The Importance of Exercise
Many of us have heard the phrase “A man is as old as his arteries”, said by Thomas Sydenham, a physician from the 17th century. A quote which remains accurate today. Our arteries supply blood to all of our organs and tissues, and our organs can only be as healthy as the blood they receive.
Our arteries have a thin wall called the endothelium, which is in direct contact with our blood cells. Endothelial cells are crucial to vascular health; they release enzymes that control blood clotting, immune function and platelet adhesion. They also release substances that control vascular contraction and relaxation.

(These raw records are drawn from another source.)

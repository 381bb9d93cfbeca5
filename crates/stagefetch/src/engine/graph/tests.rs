use super::{build, Graph, MappedFields};
use crate::engine::{
    fixture::{assoc, lambda, p, schema},
    ir,
};
use stagefetch_core::stmt::Expr;

fn fields(names: &[&str]) -> Vec<String> {
    names.iter().map(|name| name.to_string()).collect()
}

fn graph_for(expr: &Expr) -> stagefetch_core::Result<Graph> {
    let ir = ir::build(expr)?;
    build(&ir, &schema())
}

#[test]
fn mapped_fields_are_sorted_by_from_field() {
    let mapped = MappedFields::new(&fields(&["b", "a"]), &fields(&["y", "x"]));

    assert_eq!(mapped.pairs().collect::<Vec<_>>(), [("a", "x"), ("b", "y")]);
    assert_eq!(mapped.reversed().pairs().collect::<Vec<_>>(), [("x", "a"), ("y", "b")]);
    assert!(mapped.reversed().is_reverse_of(&mapped));
}

#[test]
fn add_connection_registers_used_fields() {
    let mut graph = Graph::new("Customer");
    let order = graph.add_node("Order");

    assert!(graph.add_connection(graph.root, &fields(&["Id"]), order, &fields(&["CustomerId"])));

    assert!(graph[graph.root].used.contains("Id"));
    assert!(graph[order].used.contains("CustomerId"));
}

#[test]
fn add_connection_is_idempotent_in_either_orientation() {
    let mut graph = Graph::new("Customer");
    let root = graph.root;
    let order = graph.add_node("Order");

    graph.add_connection(root, &fields(&["Id"]), order, &fields(&["CustomerId"]));
    let before = graph.connection_count();

    // Same edge again
    assert!(!graph.add_connection(root, &fields(&["Id"]), order, &fields(&["CustomerId"])));
    // Same edge seen from the other end
    assert!(!graph.add_connection(order, &fields(&["CustomerId"]), root, &fields(&["Id"])));

    assert_eq!(graph.connection_count(), before);
    assert_eq!(graph[root].connections.len(), 1);
    assert!(graph[order].connections.is_empty());
}

#[test]
fn composite_fields_in_any_order_are_the_same_edge() {
    let mut graph = Graph::new("Order");
    let line = graph.add_node("OrderLine");

    graph.add_connection(graph.root, &fields(&["Id", "Rev"]), line, &fields(&["OrderId", "OrderRev"]));
    let added = graph.add_connection(
        graph.root,
        &fields(&["Rev", "Id"]),
        line,
        &fields(&["OrderRev", "OrderId"]),
    );

    assert!(!added);
}

#[test]
fn unreachable_node_fails_validation() {
    let mut graph = Graph::new("Customer");
    graph.add_node("Order");

    let err = graph.validate().unwrap_err();
    assert!(err.is_disconnected_relation());
    assert_eq!(err.to_string(), "no connection condition found for relation Order");
}

#[test]
fn leaf_fields_include_the_primary_key() {
    let mut graph = Graph::new("Customer");
    let root = graph.root;
    graph[root].used.insert("Name".to_string());

    let selected = graph.select_fields(root, &schema()).unwrap();
    assert_eq!(selected, ["Id", "Name"]);
}

#[test]
fn inner_node_fields_are_only_the_used_ones() {
    let mut graph = Graph::new("Order");
    let customer = graph.add_node("Customer");
    graph.add_connection(graph.root, &fields(&["CustomerId"]), customer, &fields(&["Id"]));

    let selected = graph.select_fields(graph.root, &schema()).unwrap();
    assert_eq!(selected, ["CustomerId"]);
}

#[test]
fn root_only_query_has_a_single_node() {
    let graph = graph_for(&Expr::table("Customer")).unwrap();

    assert_eq!(graph.nodes.len(), 1);
    assert!(graph[graph.root].used.is_empty());
}

#[test]
fn constant_comparison_records_the_field_without_a_join() {
    // `Customer.Where(c => c.Name == "123")`
    let graph = graph_for(
        &Expr::table("Customer").filter(lambda("c", Expr::eq(p("c").column("Name"), "123"))),
    )
    .unwrap();

    assert_eq!(graph.nodes.len(), 1);
    assert!(graph[graph.root].used.contains("Name"));
    assert_eq!(graph.connection_count(), 0);
}

#[test]
fn association_navigation_connects_its_key_pair() {
    // `Order.Where(o => o.Customer.Name == "X")`
    let graph = graph_for(&Expr::table("Order").filter(lambda(
        "o",
        Expr::eq(
            p("o").association(&assoc("Order", "Customer")).column("Name"),
            "X",
        ),
    )))
    .unwrap();

    assert_eq!(graph.nodes.len(), 2);

    let [connection] = &graph[graph.root].connections[..] else {
        panic!("expected one connection; graph={graph:#?}");
    };
    assert_eq!(connection.fields.pairs().collect::<Vec<_>>(), [("CustomerId", "Id")]);

    let customer = &graph[connection.to];
    assert_eq!(customer.relation, "Customer");
    assert!(customer.used.contains("Name"));
}

#[test]
fn equality_between_rows_becomes_a_connection() {
    // `Customer.Where(c => Order.Any(o => o.CustomerId == c.Id))`
    let graph = graph_for(&Expr::table("Customer").filter(lambda(
        "c",
        Expr::table("Order").any(lambda(
            "o",
            Expr::eq(p("o").column("CustomerId"), p("c").column("Id")),
        )),
    )))
    .unwrap();

    // Hung off the root even though the order side came first
    let [connection] = &graph[graph.root].connections[..] else {
        panic!("expected one connection; graph={graph:#?}");
    };
    assert_eq!(graph[connection.to].relation, "Order");
    assert_eq!(connection.fields.pairs().collect::<Vec<_>>(), [("Id", "CustomerId")]);
}

#[test]
fn bare_row_stands_for_its_primary_key() {
    // `Customer.Where(c => Order.Any(o => o.Customer == c))`
    let graph = graph_for(&Expr::table("Customer").filter(lambda(
        "c",
        Expr::table("Order").any(lambda(
            "o",
            Expr::eq(p("o").association(&assoc("Order", "Customer")), p("c")),
        )),
    )))
    .unwrap();

    graph.validate().unwrap();

    let root = &graph[graph.root];
    let [connection] = &root.connections[..] else {
        panic!("expected one connection; graph={graph:#?}");
    };
    assert_eq!(connection.fields.pairs().collect::<Vec<_>>(), [("Id", "CustomerId")]);
}

#[test]
fn second_condition_extends_the_existing_connection() {
    // `Customer.Where(c => Order.Any(o => o.CustomerId == c.Id && o.Id == c.ReferrerId))`
    let graph = graph_for(&Expr::table("Customer").filter(lambda(
        "c",
        Expr::table("Order").any(lambda(
            "o",
            Expr::and(
                Expr::eq(p("o").column("CustomerId"), p("c").column("Id")),
                Expr::eq(p("o").column("Id"), p("c").column("ReferrerId")),
            ),
        )),
    )))
    .unwrap();

    let [connection] = &graph[graph.root].connections[..] else {
        panic!("expected one connection; graph={graph:#?}");
    };
    assert_eq!(
        connection.fields.pairs().collect::<Vec<_>>(),
        [("Id", "CustomerId"), ("ReferrerId", "Id")]
    );
}

#[test]
fn comparison_within_one_row_adds_no_connection() {
    // `Customer.Where(c => c.Id == c.ReferrerId)`
    let graph = graph_for(&Expr::table("Customer").filter(lambda(
        "c",
        Expr::eq(p("c").column("Id"), p("c").column("ReferrerId")),
    )))
    .unwrap();

    assert_eq!(graph.connection_count(), 0);
    assert!(graph[graph.root].used.contains("ReferrerId"));
}

#[test]
fn unrelated_relation_is_disconnected() {
    // `Customer.Where(c => Order.Any(o => o.Note == "x"))`
    let err = graph_for(&Expr::table("Customer").filter(lambda(
        "c",
        Expr::table("Order").any(lambda("o", Expr::eq(p("o").column("Note"), "x"))),
    )))
    .unwrap_err();

    assert!(err.is_disconnected_relation());
    assert!(err.to_string().contains("Order"));
}

#[test]
fn composite_key_against_single_field_is_unsupported() {
    // `Order.Where(o => OrderLine.Any(l => l == o.Id))`
    let err = graph_for(&Expr::table("Order").filter(lambda(
        "o",
        Expr::table("OrderLine").any(lambda("l", Expr::eq(p("l"), p("o").column("Id")))),
    )))
    .unwrap_err();

    assert!(err.is_unsupported_expression());
}

#[test]
fn unknown_column_is_reported() {
    let err = graph_for(&Expr::table("Customer").filter(lambda(
        "c",
        Expr::eq(p("c").column("Missing"), "x"),
    )))
    .unwrap_err();

    assert!(err.is_unknown_metadata());
    assert_eq!(err.to_string(), "unknown column `Customer.Missing`");
}

#[test]
fn unknown_relation_is_reported() {
    let err = graph_for(&Expr::table("Nope")).unwrap_err();

    assert!(err.is_unknown_metadata());
}

#[test]
fn projection_member_resolves_to_its_output() {
    // `Order.Select(o => new { Buyer = o.Customer }).Where(x => x.Buyer.Name == "y")`
    let graph = graph_for(
        &Expr::table("Order")
            .select(lambda(
                "o",
                Expr::new_object([(
                    "Buyer",
                    p("o").association(&assoc("Order", "Customer")),
                )]),
            ))
            .filter(lambda(
                "x",
                Expr::eq(p("x").projected("Buyer").column("Name"), "y"),
            )),
    )
    .unwrap();

    assert_eq!(graph.nodes.len(), 2);
    let customer = graph
        .nodes
        .iter()
        .find(|node| node.relation == "Customer")
        .unwrap();
    assert!(customer.used.contains("Name"));
}

#[test]
fn missing_projection_member_is_unresolved() {
    let err = graph_for(
        &Expr::table("Order")
            .select(lambda(
                "o",
                Expr::new_object([("Note", p("o").column("Note"))]),
            ))
            .filter(lambda("x", Expr::eq(p("x").projected("Other"), "y"))),
    )
    .unwrap_err();

    assert!(err.is_unresolved_reference());
}

#[test]
fn built_graph_is_reachable_from_the_root() {
    // `Customer.Where(c => c.Orders.Any(o => o.Lines.Any(l => l.Quantity > 1)))`
    let graph = graph_for(&Expr::table("Customer").filter(lambda(
        "c",
        p("c").association(&assoc("Customer", "Orders")).any(lambda(
            "o",
            p("o")
                .association(&assoc("Order", "Lines"))
                .any(lambda("l", Expr::gt(p("l").column("Quantity"), 1_i64))),
        )),
    )))
    .unwrap();

    let reachable = graph.reachable();
    assert_eq!(reachable.len(), graph.nodes.len());
    assert_eq!(graph.connection_count(), 2);
}

#[test]
fn join_discovered_before_its_link_to_the_root_is_reoriented() {
    // `Customer.Where(c => Order.Any(o => OrderLine.Any(l => l.OrderId == o.Id) && o.CustomerId == c.Id))`
    let graph = graph_for(&Expr::table("Customer").filter(lambda(
        "c",
        Expr::table("Order").any(lambda(
            "o",
            Expr::and(
                Expr::table("OrderLine").any(lambda(
                    "l",
                    Expr::eq(p("l").column("OrderId"), p("o").column("Id")),
                )),
                Expr::eq(p("o").column("CustomerId"), p("c").column("Id")),
            ),
        )),
    )))
    .unwrap();

    let [to_order] = &graph[graph.root].connections[..] else {
        panic!("expected one connection; graph={graph:#?}");
    };
    let order = &graph[to_order.to];
    assert_eq!(order.relation, "Order");

    let [to_line] = &order.connections[..] else {
        panic!("expected one connection; graph={graph:#?}");
    };
    assert_eq!(graph[to_line.to].relation, "OrderLine");
    assert_eq!(to_line.fields.pairs().collect::<Vec<_>>(), [("Id", "OrderId")]);
    assert!(graph[to_line.to].connections.is_empty());
}

#[test]
fn orient_flips_edges_into_the_reachable_part() {
    let mut graph = Graph::new("Customer");
    let root = graph.root;
    let order = graph.add_node("Order");
    let line = graph.add_node("OrderLine");

    graph.add_connection(line, &fields(&["OrderId"]), order, &fields(&["Id"]));
    graph.add_connection(root, &fields(&["Id"]), order, &fields(&["CustomerId"]));
    assert!(graph.validate().is_err());

    graph.orient();
    graph.validate().unwrap();

    assert_eq!(graph[order].connections.len(), 1);
    assert_eq!(graph[order].connections[0].to, line);
    assert_eq!(graph[root].connections[0].to, order);
    assert!(graph[line].connections.is_empty());
}
use super::Expr;

/// Object construction inside a projection: `new { Name = c.Name, ... }`.
#[derive(Debug, Clone, PartialEq)]
pub struct ExprNew {
    pub fields: Vec<(String, Expr)>,
}

impl Expr {
    pub fn new_object<I, S>(fields: I) -> Expr
    where
        I: IntoIterator<Item = (S, Expr)>,
        S: Into<String>,
    {
        ExprNew {
            fields: fields
                .into_iter()
                .map(|(name, expr)| (name.into(), expr))
                .collect(),
        }
        .into()
    }
}

impl From<ExprNew> for Expr {
    fn from(value: ExprNew) -> Self {
        Expr::New(value)
    }
}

Endothelial cells are stimulated with exercise. When endothelial cells are stimulated, they produce nitric oxide, which in small amounts is vital for the proper functioning of the circulatory system. Nitric oxide keeps the lining in our arteries smooth, preventing white blood cells and platelets from sticking and causing inflammation.
Exercise and movement are vital for proper functioning of the cardiovascular system. However, if overdone, they can cause the opposite effect. After exercising, it is always advised to lie down in shavasana or corpse pose (lying face-up with the eyes closed) and practice deep breathing until the breath and heart rate fall to normal levels.
Conditions that can be improved by an anti-inflammatory lifestyle
Arthritis, psoriasis, asthma, crohns disease, colitis, inflammatory bowel disease, diabetes, obesity, metabolic syndrome, heart disease, esophagitis, lupus and certain cancers.